Power consumption is low, said the university, with a test data set equivalent to 100 million books transferred for under 4J.
Key to the project has been understanding some of the vagaries of micro ring modulators that have left them confined to amplitude modulation, such as frequency chirp and dynamic non-linearity – particularly when asked to operate coherently.
The design uses a push-pull pair of ring modulators inside a Mach–Zehnder interferometer “enabling a bistable phase response and un-chirped amplitude modulation” according to a paper on the research in Nature Photonics. “Harnessing the ultra-fast coherent dynamics, we demonstrated an ultra-wide-bandwidth in-phase/quadrature modulator on a silicon chip fabricated using a CMOS-compatible photonic process.”

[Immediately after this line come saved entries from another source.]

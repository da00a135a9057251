use std::collections::HashSet;

use chrono::{DateTime, NaiveDate, Utc};
use serde::{Deserialize, Serialize};
use sqlx::sqlite::SqliteRow;
use sqlx::{Row, SqliteConnection};
use uuid::Uuid;

use crate::cache::{keys, StatsCache};
use crate::db::{get_u32, now_ms, Database};
use crate::scheduling::{AlgorithmType, Rating, UnknownAlgorithm};

// ========== Types ==========

#[derive(Debug, Clone, PartialEq, Serialize, Deserialize)]
#[serde(rename_all = "camelCase")]
pub struct StudySession {
    pub id: String,
    pub user_id: String,
    pub deck_id: Option<String>,
    pub algorithm: AlgorithmType,
    pub cards_studied: u32,
    pub cards_correct: u32,
    pub total_time_seconds: i64,
    pub started_at: i64,
    pub completed_at: Option<i64>,
}

impl StudySession {
    pub fn is_completed(&self) -> bool {
        self.completed_at.is_some()
    }

    pub fn accuracy(&self) -> f64 {
        session_accuracy(self.cards_studied, self.cards_correct)
    }
}

#[derive(Debug, Clone)]
pub struct NewSession {
    pub user_id: String,
    pub deck_id: Option<String>,
    pub algorithm: AlgorithmType,
    pub started_at: Option<i64>,
}

/// Running counters returned after each recorded review.
#[derive(Debug, Clone, PartialEq, Serialize, Deserialize)]
#[serde(rename_all = "camelCase")]
pub struct SessionProgress {
    pub session_id: String,
    pub cards_studied: u32,
    pub cards_correct: u32,
    pub accuracy: f64,
}

#[derive(Debug, Clone, PartialEq, Serialize, Deserialize)]
#[serde(rename_all = "camelCase")]
pub struct SessionSummary {
    pub session_id: String,
    pub user_id: String,
    pub cards_studied: u32,
    pub cards_correct: u32,
    pub accuracy: f64,
    pub total_time_seconds: i64,
    pub started_at: i64,
    pub completed_at: i64,
    pub streak_days: u32,
}

#[derive(Debug, Clone, PartialEq, Serialize, Deserialize)]
#[serde(rename_all = "camelCase")]
pub struct UserStudyStats {
    pub user_id: String,
    pub as_of: NaiveDate,
    pub streak_days: u32,
    pub total_study_minutes: f64,
    pub completed_sessions: i64,
    pub cards_studied: i64,
    pub cards_correct: i64,
    pub accuracy: f64,
}

#[derive(Debug, thiserror::Error)]
pub enum SessionError {
    #[error("validation error: {0}")]
    Validation(String),
    #[error("session not found: {0}")]
    SessionNotFound(String),
    #[error("not found: {0}")]
    NotFound(String),
    #[error("session already completed: {0}")]
    AlreadyCompleted(String),
    #[error(transparent)]
    UnknownAlgorithm(#[from] UnknownAlgorithm),
    #[error("sql error: {0}")]
    Sql(#[from] sqlx::Error),
}

/// `round(correct / total * 100, 1)`, 0 when nothing was answered.
///
/// Every accuracy figure (sessions, user stats, deck stats) goes through here.
pub fn accuracy_percent(correct: i64, total: i64) -> f64 {
    if total <= 0 {
        return 0.0;
    }
    let pct = correct as f64 / total as f64 * 100.0;
    (pct * 10.0).round() / 10.0
}

pub fn session_accuracy(cards_studied: u32, cards_correct: u32) -> f64 {
    accuracy_percent(i64::from(cards_correct), i64::from(cards_studied))
}

/// Length of the run of consecutive study days ending today, or ending
/// yesterday when nothing has been studied yet today.
pub fn streak_from_dates(dates: &HashSet<NaiveDate>, today: NaiveDate) -> u32 {
    let start = if dates.contains(&today) {
        Some(today)
    } else {
        today.pred_opt()
    };

    let mut streak = 0;
    let mut cursor = start;
    while let Some(day) = cursor {
        if !dates.contains(&day) {
            break;
        }
        streak += 1;
        cursor = day.pred_opt();
    }
    streak
}

fn utc_date(ms: i64) -> Option<NaiveDate> {
    DateTime::<Utc>::from_timestamp_millis(ms).map(|dt| dt.date_naive())
}

// ========== Service Implementation ==========

pub async fn start_session(db: &Database, input: NewSession) -> Result<StudySession, SessionError> {
    let pool = db.pool();

    let user_exists: Option<i64> = sqlx::query_scalar(r#"SELECT 1 FROM "users" WHERE "id" = ?"#)
        .bind(&input.user_id)
        .fetch_optional(pool)
        .await?;
    if user_exists.is_none() {
        return Err(SessionError::NotFound(format!("user {}", input.user_id)));
    }

    if let Some(deck_id) = input.deck_id.as_deref() {
        let owned: Option<i64> =
            sqlx::query_scalar(r#"SELECT 1 FROM "decks" WHERE "id" = ? AND "userId" = ?"#)
                .bind(deck_id)
                .bind(&input.user_id)
                .fetch_optional(pool)
                .await?;
        if owned.is_none() {
            return Err(SessionError::NotFound(format!("deck {deck_id}")));
        }
    }

    let session = StudySession {
        id: Uuid::new_v4().to_string(),
        user_id: input.user_id,
        deck_id: input.deck_id,
        algorithm: input.algorithm,
        cards_studied: 0,
        cards_correct: 0,
        total_time_seconds: 0,
        started_at: input.started_at.unwrap_or_else(now_ms),
        completed_at: None,
    };

    sqlx::query(
        r#"
        INSERT INTO "study_sessions"
          ("id","userId","deckId","algorithm","cardsStudied","cardsCorrect","totalTimeSeconds","startedAt","completedAt")
        VALUES (?,?,?,?,0,0,0,?,NULL)
        "#,
    )
    .bind(&session.id)
    .bind(&session.user_id)
    .bind(session.deck_id.as_deref())
    .bind(session.algorithm.as_str())
    .bind(session.started_at)
    .execute(pool)
    .await?;

    tracing::info!(session_id = %session.id, user_id = %session.user_id, algorithm = %session.algorithm, "study session started");
    Ok(session)
}

/// Bumps the counters of an open session owned by `user_id`.
///
/// Runs on the caller's connection so it commits or rolls back with the
/// review insert. `None` means there is no such open session.
pub async fn record_review(
    conn: &mut SqliteConnection,
    session_id: &str,
    user_id: &str,
    rating: Rating,
) -> Result<Option<SessionProgress>, sqlx::Error> {
    let correct_delta: i64 = if rating.is_correct() { 1 } else { 0 };
    let row = sqlx::query(
        r#"
        UPDATE "study_sessions"
        SET "cardsStudied" = "cardsStudied" + 1, "cardsCorrect" = "cardsCorrect" + ?
        WHERE "id" = ? AND "userId" = ? AND "completedAt" IS NULL
        RETURNING "cardsStudied", "cardsCorrect"
        "#,
    )
    .bind(correct_delta)
    .bind(session_id)
    .bind(user_id)
    .fetch_optional(&mut *conn)
    .await?;

    let Some(row) = row else { return Ok(None) };
    let cards_studied = get_u32(&row, "cardsStudied")?;
    let cards_correct = get_u32(&row, "cardsCorrect")?;
    Ok(Some(SessionProgress {
        session_id: session_id.to_string(),
        cards_studied,
        cards_correct,
        accuracy: session_accuracy(cards_studied, cards_correct),
    }))
}

pub async fn get_session(db: &Database, session_id: &str) -> Result<StudySession, SessionError> {
    let row = sqlx::query(SESSION_SELECT_SQL)
        .bind(session_id)
        .fetch_optional(db.pool())
        .await?
        .ok_or_else(|| SessionError::SessionNotFound(session_id.to_string()))?;
    parse_session(&row)
}

pub(crate) async fn session_progress(
    db: &Database,
    session_id: &str,
) -> Result<SessionProgress, SessionError> {
    let session = get_session(db, session_id).await?;
    Ok(SessionProgress {
        accuracy: session.accuracy(),
        session_id: session.id,
        cards_studied: session.cards_studied,
        cards_correct: session.cards_correct,
    })
}

/// Closes a session, credits the owner's study time and reports the streak
/// as of the completion date.
pub async fn end_session(
    db: &Database,
    cache: &StatsCache,
    session_id: &str,
    completed_at: Option<i64>,
) -> Result<SessionSummary, SessionError> {
    let completed_at = completed_at.unwrap_or_else(now_ms);

    let mut tx = db.pool().begin().await?;
    let row = sqlx::query(SESSION_SELECT_SQL)
        .bind(session_id)
        .fetch_optional(&mut *tx)
        .await?
        .ok_or_else(|| SessionError::SessionNotFound(session_id.to_string()))?;
    let session = parse_session(&row)?;

    if session.is_completed() {
        return Err(SessionError::AlreadyCompleted(session_id.to_string()));
    }
    if completed_at < session.started_at {
        return Err(SessionError::Validation(
            "session cannot end before it started".to_string(),
        ));
    }

    let total_time_seconds = (completed_at - session.started_at) / 1000;
    let updated = sqlx::query(
        r#"
        UPDATE "study_sessions" SET "completedAt" = ?, "totalTimeSeconds" = ?
        WHERE "id" = ? AND "completedAt" IS NULL
        "#,
    )
    .bind(completed_at)
    .bind(total_time_seconds)
    .bind(session_id)
    .execute(&mut *tx)
    .await?;
    if updated.rows_affected() == 0 {
        return Err(SessionError::AlreadyCompleted(session_id.to_string()));
    }

    let minutes = total_time_seconds as f64 / 60.0;
    sqlx::query(
        r#"UPDATE "users" SET "totalStudyMinutes" = "totalStudyMinutes" + ? WHERE "id" = ?"#,
    )
    .bind(minutes)
    .bind(&session.user_id)
    .execute(&mut *tx)
    .await?;
    tx.commit().await?;

    cache.delete(&keys::user_stats_key(&session.user_id)).await;

    let today = utc_date(completed_at).unwrap_or_else(|| Utc::now().date_naive());
    let streak_days = calculate_streak_on(db, &session.user_id, today).await?;

    tracing::info!(
        session_id,
        user_id = %session.user_id,
        cards_studied = session.cards_studied,
        cards_correct = session.cards_correct,
        total_time_seconds,
        streak_days,
        "study session completed"
    );

    Ok(SessionSummary {
        session_id: session.id.clone(),
        accuracy: session.accuracy(),
        user_id: session.user_id,
        cards_studied: session.cards_studied,
        cards_correct: session.cards_correct,
        total_time_seconds,
        started_at: session.started_at,
        completed_at,
        streak_days,
    })
}

pub async fn calculate_streak(db: &Database, user_id: &str) -> Result<u32, sqlx::Error> {
    calculate_streak_on(db, user_id, Utc::now().date_naive()).await
}

/// Streak over completed, non-empty sessions, using UTC calendar dates.
pub async fn calculate_streak_on(
    db: &Database,
    user_id: &str,
    today: NaiveDate,
) -> Result<u32, sqlx::Error> {
    let completed: Vec<i64> = sqlx::query_scalar(
        r#"
        SELECT "completedAt" FROM "study_sessions"
        WHERE "userId" = ? AND "completedAt" IS NOT NULL AND "cardsStudied" > 0
        "#,
    )
    .bind(user_id)
    .fetch_all(db.pool())
    .await?;

    let dates: HashSet<NaiveDate> = completed.into_iter().filter_map(utc_date).collect();
    Ok(streak_from_dates(&dates, today))
}

pub async fn get_user_study_stats(
    db: &Database,
    cache: &StatsCache,
    user_id: &str,
    today: NaiveDate,
) -> Result<UserStudyStats, SessionError> {
    let key = keys::user_stats_key(user_id);
    if let Some(cached) = cache.get::<UserStudyStats>(&key).await {
        if cached.as_of == today {
            return Ok(cached);
        }
    }

    let total_study_minutes: Option<f64> =
        sqlx::query_scalar(r#"SELECT "totalStudyMinutes" FROM "users" WHERE "id" = ?"#)
            .bind(user_id)
            .fetch_optional(db.pool())
            .await?;
    let Some(total_study_minutes) = total_study_minutes else {
        return Err(SessionError::NotFound(format!("user {user_id}")));
    };

    let row = sqlx::query(
        r#"
        SELECT COUNT(*) AS "sessions",
               COALESCE(SUM("cardsStudied"), 0) AS "studied",
               COALESCE(SUM("cardsCorrect"), 0) AS "correct"
        FROM "study_sessions"
        WHERE "userId" = ? AND "completedAt" IS NOT NULL
        "#,
    )
    .bind(user_id)
    .fetch_one(db.pool())
    .await?;

    let cards_studied: i64 = row.try_get("studied")?;
    let cards_correct: i64 = row.try_get("correct")?;
    let accuracy = accuracy_percent(cards_correct, cards_studied);

    let stats = UserStudyStats {
        user_id: user_id.to_string(),
        as_of: today,
        streak_days: calculate_streak_on(db, user_id, today).await?,
        total_study_minutes,
        completed_sessions: row.try_get("sessions")?,
        cards_studied,
        cards_correct,
        accuracy,
    };

    cache.set(&key, &stats).await;
    Ok(stats)
}

const SESSION_SELECT_SQL: &str = r#"
    SELECT "id","userId","deckId","algorithm","cardsStudied","cardsCorrect","totalTimeSeconds","startedAt","completedAt"
    FROM "study_sessions" WHERE "id" = ?
"#;

fn parse_session(row: &SqliteRow) -> Result<StudySession, SessionError> {
    Ok(StudySession {
        id: row.try_get("id")?,
        user_id: row.try_get("userId")?,
        deck_id: row.try_get("deckId")?,
        algorithm: row.try_get::<String, _>("algorithm")?.parse()?,
        cards_studied: get_u32(row, "cardsStudied")?,
        cards_correct: get_u32(row, "cardsCorrect")?,
        total_time_seconds: row.try_get("totalTimeSeconds")?,
        started_at: row.try_get("startedAt")?,
        completed_at: row.try_get("completedAt")?,
    })
}
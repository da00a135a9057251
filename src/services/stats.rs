use serde::{Deserialize, Serialize};
use sqlx::Row;

use crate::cache::{keys, StatsCache};
use crate::db::Database;
use crate::scheduling::AlgorithmType;
use crate::services::cards::{self, CardError};
use crate::services::session;

#[derive(Debug, Clone, PartialEq, Serialize, Deserialize)]
#[serde(rename_all = "camelCase")]
pub struct DeckStatistics {
    pub deck_id: String,
    pub algorithm: AlgorithmType,
    pub total_cards: i64,
    pub new_cards: i64,
    pub due_cards: i64,
    /// Reviewed cards that are not due yet.
    pub learned_cards: i64,
    pub average_ease_factor: f64,
    pub average_stability: f64,
    pub total_reviews: i64,
    pub correct_reviews: i64,
    /// Percent, one decimal.
    pub accuracy: f64,
    pub generated_at: i64,
}

/// Deck summary, served from the stats cache while the entry is live.
///
/// Every committed review on the deck drops the cached entry.
pub async fn get_deck_statistics(
    db: &Database,
    cache: &StatsCache,
    deck_id: &str,
    user_id: &str,
    now: i64,
) -> Result<DeckStatistics, CardError> {
    let deck = cards::get_deck(db, deck_id, user_id).await?;

    let key = keys::deck_stats_key(deck_id);
    if let Some(cached) = cache.get::<DeckStatistics>(&key).await {
        tracing::debug!(deck_id, "deck statistics served from cache");
        return Ok(cached);
    }

    let row = sqlx::query(
        r#"
        SELECT
          COUNT(*) AS "total",
          COALESCE(SUM(CASE WHEN m."lastReviewedAt" IS NULL THEN 1 ELSE 0 END), 0) AS "newCards",
          COALESCE(SUM(CASE WHEN m."lastReviewedAt" IS NOT NULL AND m."nextReviewAt" <= ? THEN 1 ELSE 0 END), 0) AS "dueCards",
          COALESCE(AVG(CASE WHEN m."lastReviewedAt" IS NOT NULL THEN m."easeFactor" END), 0.0) AS "avgEase",
          COALESCE(AVG(CASE WHEN m."lastReviewedAt" IS NOT NULL THEN m."stability" END), 0.0) AS "avgStability",
          COALESCE(SUM(m."totalReviews"), 0) AS "totalReviews",
          COALESCE(SUM(m."correctReviews"), 0) AS "correctReviews"
        FROM "card_memory" m
        JOIN "flashcards" f ON f."id" = m."cardId"
        WHERE f."deckId" = ?
        "#,
    )
    .bind(now)
    .bind(deck_id)
    .fetch_one(db.pool())
    .await?;

    let total_cards: i64 = row.try_get("total")?;
    let new_cards: i64 = row.try_get("newCards")?;
    let due_cards: i64 = row.try_get("dueCards")?;
    let total_reviews: i64 = row.try_get("totalReviews")?;
    let correct_reviews: i64 = row.try_get("correctReviews")?;

    let stats = DeckStatistics {
        deck_id: deck.id,
        algorithm: deck.algorithm,
        total_cards,
        new_cards,
        due_cards,
        learned_cards: total_cards - new_cards - due_cards,
        average_ease_factor: row.try_get("avgEase")?,
        average_stability: row.try_get("avgStability")?,
        total_reviews,
        correct_reviews,
        accuracy: session::accuracy_percent(correct_reviews, total_reviews),
        generated_at: now,
    };

    cache.set(&key, &stats).await;
    Ok(stats)
}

Chip edge bandwidth was 5Tbit/s/mm, coherent transmission was at 180Gbaud symbol rate, and net bit rate was above 1Tbit/s over 80km. Modulation energy was as low as 10.4fJ/bit.
The work is published as ‘Ultrafast coherent dynamics of microring modulators‘ in Nature Photonics.
Almost 10 years ago, University College London demonstrated 1Tbit/s optically by using fifteen wavelength channels and, unusually, 256QAM modulation on each , but only with the transmitter directly coupled to the receiver.